Like most everything that Liang designs, the fleeces have a deeply personal through line, specifically, how much she hated them growing up, and how her parents’ outer-borough immigrant ethic didn’t make room for fashion. “I was thinking back to when I was a kid and hated wearing puffers and my brother’s hand-me-down Nautica fleeces,” Liang said. “My mom was really against buying new clothes. If we wanted new clothes, it was TJ Maxx or Old Navy, but the sale rack. You were meant to care about school, but it was really bad if you cared about how you looked.” Liang’s fleeces are less a corrective to her childhood than a totem, an affecting reminder of how we push against the particular eccentricities of our parents, and how, even when we swear up and down they won’t, they continue to shape us in profound ways.

Liang’s clothing is rooted in a feeling for the ’90s but not swallowed by it.
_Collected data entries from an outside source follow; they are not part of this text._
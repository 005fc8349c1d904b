//! Data shaping: projecting DTOs down to a caller-selected subset of fields.
//!
//! Shapes are described by statically declared field-descriptor tables rather
//! than runtime reflection: every shapeable DTO implements [`Shaped`], listing
//! its fields in declaration order together with an accessor that extracts the
//! field value as JSON. Shaping walks that table and produces a
//! [`ShapedRecord`], an insertion-order-preserving field/value map.
//!
//! Callers are expected to validate requested field lists with
//! [`super::field_selection::has_properties`] first; a field reaching the
//! shaper that does not exist on the shape is an internal-consistency fault,
//! reported loudly as [`ShapingError::UnknownField`] rather than dropped.

use serde::Serialize;
use serde_json::Value;
use thiserror::Error;

/// One declared field of a shape: its serialized name plus an accessor that
/// reads the field off an instance.
pub struct FieldDescriptor<T> {
    pub name: &'static str,
    pub get: fn(&T) -> Value,
}

/// A fixed set of named fields attached to a DTO type.
///
/// The descriptor table is the single source of truth for which fields a
/// client may select, and in which order they appear when no selection is
/// given.
pub trait Shaped: Sized {
    /// Shape name used in internal fault messages.
    const SHAPE_NAME: &'static str;

    /// Declared fields, in declaration order.
    fn field_descriptors() -> &'static [FieldDescriptor<Self>];
}

/// Shaping an instance against a field that does not exist on its shape.
///
/// This means field validation was bypassed somewhere upstream. It maps to an
/// internal server fault, never to a client validation error.
#[derive(Debug, Clone, PartialEq, Eq, Error)]
pub enum ShapingError {
    #[error("field {field:?} does not exist on shape {shape}")]
    UnknownField {
        shape: &'static str,
        field: String,
    },
}

/// Ordered field-name-to-value projection of a single DTO instance.
///
/// Field order is the order fields were inserted in; serialization preserves
/// it. Extra fields (such as an embedded `links` array) can be appended after
/// shaping.
#[derive(Debug, Clone, PartialEq, Default, Serialize)]
#[serde(transparent)]
pub struct ShapedRecord(serde_json::Map<String, Value>);

impl ShapedRecord {
    pub fn new() -> Self {
        Self::default()
    }

    pub fn insert(&mut self, name: impl Into<String>, value: Value) {
        self.0.insert(name.into(), value);
    }

    pub fn get(&self, name: &str) -> Option<&Value> {
        self.0.get(name)
    }

    pub fn len(&self) -> usize {
        self.0.len()
    }

    pub fn is_empty(&self) -> bool {
        self.0.is_empty()
    }

    /// Field names in insertion order.
    pub fn field_names(&self) -> impl Iterator<Item = &str> {
        self.0.keys().map(String::as_str)
    }
}

/// Projects `instance` onto the requested fields.
///
/// An empty or blank `fields` string selects every declared field in
/// declaration order. Otherwise the comma-separated field names are emitted in
/// the order the caller listed them, matched case-insensitively against the
/// declared names; the record uses the declared spelling, not the caller's.
///
/// # Returns
/// - `Ok(ShapedRecord)` - Projection with exactly the requested fields
/// - `Err(ShapingError::UnknownField)` - A requested field is not declared on
///   the shape
pub fn shape<T: Shaped + 'static>(instance: &T, fields: &str) -> Result<ShapedRecord, ShapingError> {
    let descriptors = T::field_descriptors();
    let mut record = ShapedRecord::new();

    if fields.trim().is_empty() {
        for descriptor in descriptors {
            record.insert(descriptor.name, (descriptor.get)(instance));
        }
        return Ok(record);
    }

    for token in fields.split(',') {
        let requested = token.trim();
        let descriptor = descriptors
            .iter()
            .find(|descriptor| descriptor.name.eq_ignore_ascii_case(requested))
            .ok_or_else(|| ShapingError::UnknownField {
                shape: T::SHAPE_NAME,
                field: requested.to_string(),
            })?;

        record.insert(descriptor.name, (descriptor.get)(instance));
    }

    Ok(record)
}

/// Applies [`shape`] to each instance, preserving input order.
pub fn shape_many<T: Shaped + 'static>(
    instances: &[T],
    fields: &str,
) -> Result<Vec<ShapedRecord>, ShapingError> {
    instances
        .iter()
        .map(|instance| shape(instance, fields))
        .collect()
}

#[cfg(test)]
mod tests {
    use super::*;
    use serde_json::json;
    use uuid::Uuid;

    use crate::model::author::AuthorDto;

    fn author() -> AuthorDto {
        AuthorDto {
            id: Uuid::nil(),
            name: "Douglas Adams".to_string(),
            age: 49,
            genre: "Science fiction".to_string(),
        }
    }

    #[test]
    fn blank_fields_include_every_field_in_declaration_order() {
        let record = shape(&author(), "  ").unwrap();

        let names: Vec<&str> = record.field_names().collect();
        assert_eq!(names, vec!["id", "name", "age", "genre"]);
    }

    #[test]
    fn requested_fields_keep_caller_order() {
        let record = shape(&author(), "genre,id").unwrap();

        let names: Vec<&str> = record.field_names().collect();
        assert_eq!(names, vec!["genre", "id"]);
        assert_eq!(record.len(), 2);
    }

    #[test]
    fn field_lookup_ignores_case_and_spacing_but_keeps_declared_names() {
        let record = shape(&author(), " NAME , Age ").unwrap();

        let names: Vec<&str> = record.field_names().collect();
        assert_eq!(names, vec!["name", "age"]);
        assert_eq!(record.get("name"), Some(&json!("Douglas Adams")));
        assert_eq!(record.get("age"), Some(&json!(49)));
    }

    #[test]
    fn unknown_field_fails_instead_of_being_dropped() {
        let result = shape(&author(), "name,publisher");

        assert_eq!(
            result,
            Err(ShapingError::UnknownField {
                shape: "AuthorDto",
                field: "publisher".to_string(),
            })
        );
    }

    #[test]
    fn unfiltered_shape_round_trips_every_declared_value() {
        let original = author();
        let record = shape(&original, "").unwrap();

        assert_eq!(record.get("id"), Some(&json!(original.id)));
        assert_eq!(record.get("name"), Some(&json!(original.name)));
        assert_eq!(record.get("age"), Some(&json!(original.age)));
        assert_eq!(record.get("genre"), Some(&json!(original.genre)));
    }

    #[test]
    fn shape_many_preserves_input_order() {
        let mut second = author();
        second.name = "Ursula K. Le Guin".to_string();

        let records = shape_many(&[author(), second], "name").unwrap();

        assert_eq!(records.len(), 2);
        assert_eq!(records[0].get("name"), Some(&json!("Douglas Adams")));
        assert_eq!(records[1].get("name"), Some(&json!("Ursula K. Le Guin")));
    }

    #[test]
    fn appended_fields_serialize_after_shaped_fields() {
        let mut record = shape(&author(), "id,name").unwrap();
        record.insert("links", json!([]));

        let names: Vec<&str> = record.field_names().collect();
        assert_eq!(names, vec!["id", "name", "links"]);
    }
}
She likes things such as sheer pink organza and ruched gingham babydoll tops and hearts and butterflies, sweetness that could easily tip into cloying, but is pulled back by a tinge of weirdness, like a Lisa Frank Trapper Keeper dipped in ketamine. Liang says her first store, which is set to open on Orchard Street, in lower Manhattan, in May, will resist those design cues, to a point. “We’re getting a pink toilet, which I’m really excited about.”

The Vans collaboration also includes mid-calf socks and velour sweats. Photograph courtesy of Sandy Liang x Vans.

In her showroom, Liang thumbs a sleeveless sack dress in blush satin and pocked with dangling Swarovski crystals and nipple rings, a look that opened the Stuyvesant show, and recalls a youthful fascination with cheap play jewelry (she referenced this idea more directly with a series of necklaces and rings, a Polly Pocket riff on cubic zirconia set in pink resin hearts). “It’s stuff like this I feel like I haven’t been able to do in a really long time because I was worried about production or whatever,” she says. “It’s not like working with brands where I design something and then it’s someone else’s problem. It’s always my problem.”

Outwardly, Liang is even-keeled, but she cops to a nervous disposition. A few years ago, she took over her company’s finances and swiftly developed shingles. “It was a weird time,” she says. “I’m letting myself not get distracted by all the things that were superstressful two years ago, like working with people, you know, and money. I finally feel like I’m able to sit at my desk and sketch all day, and I don’t have to worry about 10 different things. Although I’m sure I still do. But I’m just starting to trust myself a little bit more.”